Items listed in a dataset:
● ● ● ● ●

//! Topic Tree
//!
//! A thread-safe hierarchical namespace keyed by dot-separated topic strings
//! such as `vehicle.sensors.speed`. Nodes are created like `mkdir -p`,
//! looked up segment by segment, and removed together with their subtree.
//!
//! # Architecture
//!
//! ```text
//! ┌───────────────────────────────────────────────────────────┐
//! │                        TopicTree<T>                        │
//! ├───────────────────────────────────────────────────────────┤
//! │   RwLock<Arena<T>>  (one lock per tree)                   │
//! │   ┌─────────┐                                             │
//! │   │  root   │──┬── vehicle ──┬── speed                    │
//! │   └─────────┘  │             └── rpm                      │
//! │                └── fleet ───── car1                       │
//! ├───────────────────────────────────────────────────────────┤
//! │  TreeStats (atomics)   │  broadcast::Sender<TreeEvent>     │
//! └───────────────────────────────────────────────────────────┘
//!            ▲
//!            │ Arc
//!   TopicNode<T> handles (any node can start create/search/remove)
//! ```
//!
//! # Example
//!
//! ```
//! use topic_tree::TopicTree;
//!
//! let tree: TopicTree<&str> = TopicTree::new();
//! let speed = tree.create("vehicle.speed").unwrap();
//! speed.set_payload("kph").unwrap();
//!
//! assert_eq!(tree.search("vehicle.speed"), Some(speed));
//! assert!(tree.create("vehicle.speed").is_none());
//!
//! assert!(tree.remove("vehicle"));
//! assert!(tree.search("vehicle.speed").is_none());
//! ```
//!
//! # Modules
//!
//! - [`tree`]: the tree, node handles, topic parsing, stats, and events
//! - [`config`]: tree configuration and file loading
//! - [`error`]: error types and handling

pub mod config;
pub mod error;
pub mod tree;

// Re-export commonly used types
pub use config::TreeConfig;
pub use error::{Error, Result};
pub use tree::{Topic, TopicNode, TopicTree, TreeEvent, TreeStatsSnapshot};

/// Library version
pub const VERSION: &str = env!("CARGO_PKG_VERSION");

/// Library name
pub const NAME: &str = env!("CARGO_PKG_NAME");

● ● ● ● ●

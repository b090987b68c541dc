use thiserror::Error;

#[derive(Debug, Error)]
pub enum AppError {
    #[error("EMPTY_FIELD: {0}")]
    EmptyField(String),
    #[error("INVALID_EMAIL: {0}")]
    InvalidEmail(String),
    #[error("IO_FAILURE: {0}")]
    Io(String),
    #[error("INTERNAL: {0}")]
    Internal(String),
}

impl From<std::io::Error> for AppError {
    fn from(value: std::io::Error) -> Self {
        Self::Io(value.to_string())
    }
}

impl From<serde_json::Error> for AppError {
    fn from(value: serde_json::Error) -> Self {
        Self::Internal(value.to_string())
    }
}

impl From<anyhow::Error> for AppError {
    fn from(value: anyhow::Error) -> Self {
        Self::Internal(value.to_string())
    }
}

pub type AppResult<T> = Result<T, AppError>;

● ● ● ● ●

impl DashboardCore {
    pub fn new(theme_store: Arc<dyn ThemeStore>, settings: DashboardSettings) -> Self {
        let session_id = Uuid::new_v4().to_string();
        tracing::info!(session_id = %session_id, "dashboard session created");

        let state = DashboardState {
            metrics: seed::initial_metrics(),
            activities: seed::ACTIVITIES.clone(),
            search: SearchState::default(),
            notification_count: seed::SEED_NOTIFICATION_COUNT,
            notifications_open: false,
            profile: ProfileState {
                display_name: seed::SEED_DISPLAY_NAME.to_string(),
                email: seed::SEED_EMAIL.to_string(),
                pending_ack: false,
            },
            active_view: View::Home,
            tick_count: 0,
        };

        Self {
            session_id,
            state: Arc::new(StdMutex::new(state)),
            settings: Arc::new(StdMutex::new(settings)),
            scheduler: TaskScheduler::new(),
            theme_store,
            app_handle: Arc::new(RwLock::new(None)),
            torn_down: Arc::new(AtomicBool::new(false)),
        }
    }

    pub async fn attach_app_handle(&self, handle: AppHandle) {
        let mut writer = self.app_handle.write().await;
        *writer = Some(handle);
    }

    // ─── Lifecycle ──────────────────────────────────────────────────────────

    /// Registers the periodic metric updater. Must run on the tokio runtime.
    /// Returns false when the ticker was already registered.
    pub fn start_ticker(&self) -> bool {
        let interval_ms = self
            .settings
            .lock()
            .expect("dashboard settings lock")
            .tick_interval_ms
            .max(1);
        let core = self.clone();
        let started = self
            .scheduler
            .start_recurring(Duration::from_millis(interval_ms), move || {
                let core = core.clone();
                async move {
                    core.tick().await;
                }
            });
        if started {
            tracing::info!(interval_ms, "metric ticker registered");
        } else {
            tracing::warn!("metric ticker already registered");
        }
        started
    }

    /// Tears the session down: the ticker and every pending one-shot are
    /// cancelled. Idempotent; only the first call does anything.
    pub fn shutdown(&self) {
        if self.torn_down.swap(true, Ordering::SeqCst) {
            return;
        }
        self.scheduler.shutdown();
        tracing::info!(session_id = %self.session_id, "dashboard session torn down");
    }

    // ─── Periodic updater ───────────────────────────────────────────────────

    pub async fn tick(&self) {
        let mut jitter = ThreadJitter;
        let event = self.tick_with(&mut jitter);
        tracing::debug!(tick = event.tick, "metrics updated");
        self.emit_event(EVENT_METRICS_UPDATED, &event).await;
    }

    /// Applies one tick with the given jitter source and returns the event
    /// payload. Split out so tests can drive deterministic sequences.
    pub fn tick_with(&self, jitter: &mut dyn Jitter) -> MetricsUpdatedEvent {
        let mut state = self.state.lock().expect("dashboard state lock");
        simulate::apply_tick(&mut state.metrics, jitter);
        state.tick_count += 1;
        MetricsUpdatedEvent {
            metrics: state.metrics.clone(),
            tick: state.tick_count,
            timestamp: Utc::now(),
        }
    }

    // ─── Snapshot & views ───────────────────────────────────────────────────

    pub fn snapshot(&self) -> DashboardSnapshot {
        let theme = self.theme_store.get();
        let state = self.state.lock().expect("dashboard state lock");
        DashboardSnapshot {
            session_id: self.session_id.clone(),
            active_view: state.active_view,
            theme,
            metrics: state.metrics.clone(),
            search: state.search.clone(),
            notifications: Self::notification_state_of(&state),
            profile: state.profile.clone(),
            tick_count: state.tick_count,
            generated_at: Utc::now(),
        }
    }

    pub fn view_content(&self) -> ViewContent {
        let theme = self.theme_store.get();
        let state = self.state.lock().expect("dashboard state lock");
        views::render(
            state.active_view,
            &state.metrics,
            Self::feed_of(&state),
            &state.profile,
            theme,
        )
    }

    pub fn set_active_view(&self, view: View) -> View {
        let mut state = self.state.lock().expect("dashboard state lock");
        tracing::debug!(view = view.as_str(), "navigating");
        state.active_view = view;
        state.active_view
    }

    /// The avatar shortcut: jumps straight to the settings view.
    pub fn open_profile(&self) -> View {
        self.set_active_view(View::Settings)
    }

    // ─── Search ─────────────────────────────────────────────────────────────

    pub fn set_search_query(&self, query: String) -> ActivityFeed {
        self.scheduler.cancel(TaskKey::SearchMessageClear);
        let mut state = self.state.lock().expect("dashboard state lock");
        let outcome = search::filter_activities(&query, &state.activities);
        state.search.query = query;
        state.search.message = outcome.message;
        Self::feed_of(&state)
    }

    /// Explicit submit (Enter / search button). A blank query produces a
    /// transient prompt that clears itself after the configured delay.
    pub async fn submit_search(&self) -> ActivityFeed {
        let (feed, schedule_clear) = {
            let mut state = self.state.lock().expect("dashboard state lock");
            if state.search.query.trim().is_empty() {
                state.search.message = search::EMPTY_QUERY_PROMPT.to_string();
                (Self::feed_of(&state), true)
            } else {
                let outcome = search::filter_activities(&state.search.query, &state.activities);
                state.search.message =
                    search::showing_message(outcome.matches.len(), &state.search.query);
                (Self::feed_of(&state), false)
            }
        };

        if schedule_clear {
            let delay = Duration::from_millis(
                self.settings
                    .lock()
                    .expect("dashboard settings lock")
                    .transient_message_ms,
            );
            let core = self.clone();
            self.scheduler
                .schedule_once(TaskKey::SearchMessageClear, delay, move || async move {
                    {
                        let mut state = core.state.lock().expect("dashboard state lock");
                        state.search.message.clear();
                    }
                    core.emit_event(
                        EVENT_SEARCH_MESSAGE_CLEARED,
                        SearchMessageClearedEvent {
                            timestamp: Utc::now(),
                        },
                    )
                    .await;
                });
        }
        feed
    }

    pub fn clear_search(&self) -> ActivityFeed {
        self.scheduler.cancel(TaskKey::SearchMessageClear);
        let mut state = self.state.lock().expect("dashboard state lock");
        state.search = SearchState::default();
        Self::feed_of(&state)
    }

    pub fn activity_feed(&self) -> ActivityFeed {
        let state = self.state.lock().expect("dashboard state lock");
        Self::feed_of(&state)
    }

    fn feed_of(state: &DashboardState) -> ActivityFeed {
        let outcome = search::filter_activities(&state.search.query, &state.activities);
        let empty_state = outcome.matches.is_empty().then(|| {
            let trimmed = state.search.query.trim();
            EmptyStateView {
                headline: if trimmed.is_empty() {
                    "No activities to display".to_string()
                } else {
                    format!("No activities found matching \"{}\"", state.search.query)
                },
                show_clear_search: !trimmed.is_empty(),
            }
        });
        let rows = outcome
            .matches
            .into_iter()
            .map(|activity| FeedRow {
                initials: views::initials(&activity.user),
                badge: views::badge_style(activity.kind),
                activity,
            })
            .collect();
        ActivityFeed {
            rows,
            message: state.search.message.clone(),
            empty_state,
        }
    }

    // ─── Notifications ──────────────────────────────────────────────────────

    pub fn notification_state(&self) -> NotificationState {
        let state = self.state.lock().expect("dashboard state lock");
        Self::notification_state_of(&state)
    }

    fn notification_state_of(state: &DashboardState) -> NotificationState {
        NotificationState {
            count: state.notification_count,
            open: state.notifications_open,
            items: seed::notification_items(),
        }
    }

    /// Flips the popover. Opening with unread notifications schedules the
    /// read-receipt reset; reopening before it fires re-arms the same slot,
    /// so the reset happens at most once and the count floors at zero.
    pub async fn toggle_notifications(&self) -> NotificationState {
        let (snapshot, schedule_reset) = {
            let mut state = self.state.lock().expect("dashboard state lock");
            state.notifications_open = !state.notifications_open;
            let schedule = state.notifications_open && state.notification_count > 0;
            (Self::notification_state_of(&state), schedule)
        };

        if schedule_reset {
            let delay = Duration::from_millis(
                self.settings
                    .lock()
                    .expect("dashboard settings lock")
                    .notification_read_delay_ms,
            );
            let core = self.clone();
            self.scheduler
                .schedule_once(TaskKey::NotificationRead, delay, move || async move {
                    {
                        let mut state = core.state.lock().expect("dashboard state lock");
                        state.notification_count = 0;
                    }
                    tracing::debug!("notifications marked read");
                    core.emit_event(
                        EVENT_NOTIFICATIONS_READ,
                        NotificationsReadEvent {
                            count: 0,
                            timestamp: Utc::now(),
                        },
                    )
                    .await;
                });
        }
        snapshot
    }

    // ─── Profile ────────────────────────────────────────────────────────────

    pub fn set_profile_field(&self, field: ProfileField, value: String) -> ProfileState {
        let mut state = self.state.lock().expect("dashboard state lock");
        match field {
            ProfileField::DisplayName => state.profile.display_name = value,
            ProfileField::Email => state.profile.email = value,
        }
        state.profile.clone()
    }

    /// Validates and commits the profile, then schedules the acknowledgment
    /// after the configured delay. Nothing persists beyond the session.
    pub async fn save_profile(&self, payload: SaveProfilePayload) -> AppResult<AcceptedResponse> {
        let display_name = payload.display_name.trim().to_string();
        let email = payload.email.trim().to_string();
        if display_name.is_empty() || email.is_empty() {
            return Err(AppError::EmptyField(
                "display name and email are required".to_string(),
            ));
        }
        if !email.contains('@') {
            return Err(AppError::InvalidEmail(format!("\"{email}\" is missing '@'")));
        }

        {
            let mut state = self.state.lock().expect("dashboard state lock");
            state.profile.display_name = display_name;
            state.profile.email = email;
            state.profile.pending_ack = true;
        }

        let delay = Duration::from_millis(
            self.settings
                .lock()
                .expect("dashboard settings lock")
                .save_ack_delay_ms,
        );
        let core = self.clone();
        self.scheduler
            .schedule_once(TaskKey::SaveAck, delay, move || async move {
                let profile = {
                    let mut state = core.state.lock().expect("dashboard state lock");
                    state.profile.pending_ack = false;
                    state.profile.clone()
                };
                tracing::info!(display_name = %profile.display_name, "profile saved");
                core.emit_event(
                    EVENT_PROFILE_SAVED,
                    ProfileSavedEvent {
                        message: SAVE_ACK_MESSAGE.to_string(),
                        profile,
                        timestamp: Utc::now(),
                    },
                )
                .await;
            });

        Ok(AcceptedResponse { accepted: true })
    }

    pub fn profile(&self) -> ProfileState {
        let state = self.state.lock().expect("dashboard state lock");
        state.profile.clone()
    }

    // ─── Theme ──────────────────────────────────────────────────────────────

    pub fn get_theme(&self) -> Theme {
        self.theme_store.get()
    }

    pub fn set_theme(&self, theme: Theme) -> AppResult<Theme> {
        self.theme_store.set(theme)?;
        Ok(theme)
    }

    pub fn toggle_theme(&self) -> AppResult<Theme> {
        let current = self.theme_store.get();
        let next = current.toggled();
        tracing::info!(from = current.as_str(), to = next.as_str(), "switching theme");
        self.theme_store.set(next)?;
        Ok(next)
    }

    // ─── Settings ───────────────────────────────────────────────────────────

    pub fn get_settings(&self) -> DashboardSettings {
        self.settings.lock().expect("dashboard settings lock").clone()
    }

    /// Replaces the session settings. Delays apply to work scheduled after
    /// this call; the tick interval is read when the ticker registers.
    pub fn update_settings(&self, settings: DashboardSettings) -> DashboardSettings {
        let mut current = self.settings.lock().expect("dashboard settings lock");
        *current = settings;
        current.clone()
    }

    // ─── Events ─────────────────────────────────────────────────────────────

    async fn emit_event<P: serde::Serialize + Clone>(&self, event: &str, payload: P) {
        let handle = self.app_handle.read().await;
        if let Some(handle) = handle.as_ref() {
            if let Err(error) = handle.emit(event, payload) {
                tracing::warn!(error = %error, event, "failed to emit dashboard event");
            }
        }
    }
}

● ● ● ● ●

WORK REQUEST → In the entries above, find lines with "value" and copy each.

EXERCISE ANSWER →
    fn from(value: std::io::Error) -> Self {
        Self::Io(value.to_string())
    fn from(value: serde_json::Error) -> Self {
        Self::Internal(value.to_string())
    fn from(value: anyhow::Error) -> Self {
        Self::Internal(value.to_string())
    pub fn set_profile_field(&self, field: ProfileField, value: String) -> ProfileState {
            ProfileField::DisplayName => state.profile.display_name = value,
            ProfileField::Email => state.profile.email = value,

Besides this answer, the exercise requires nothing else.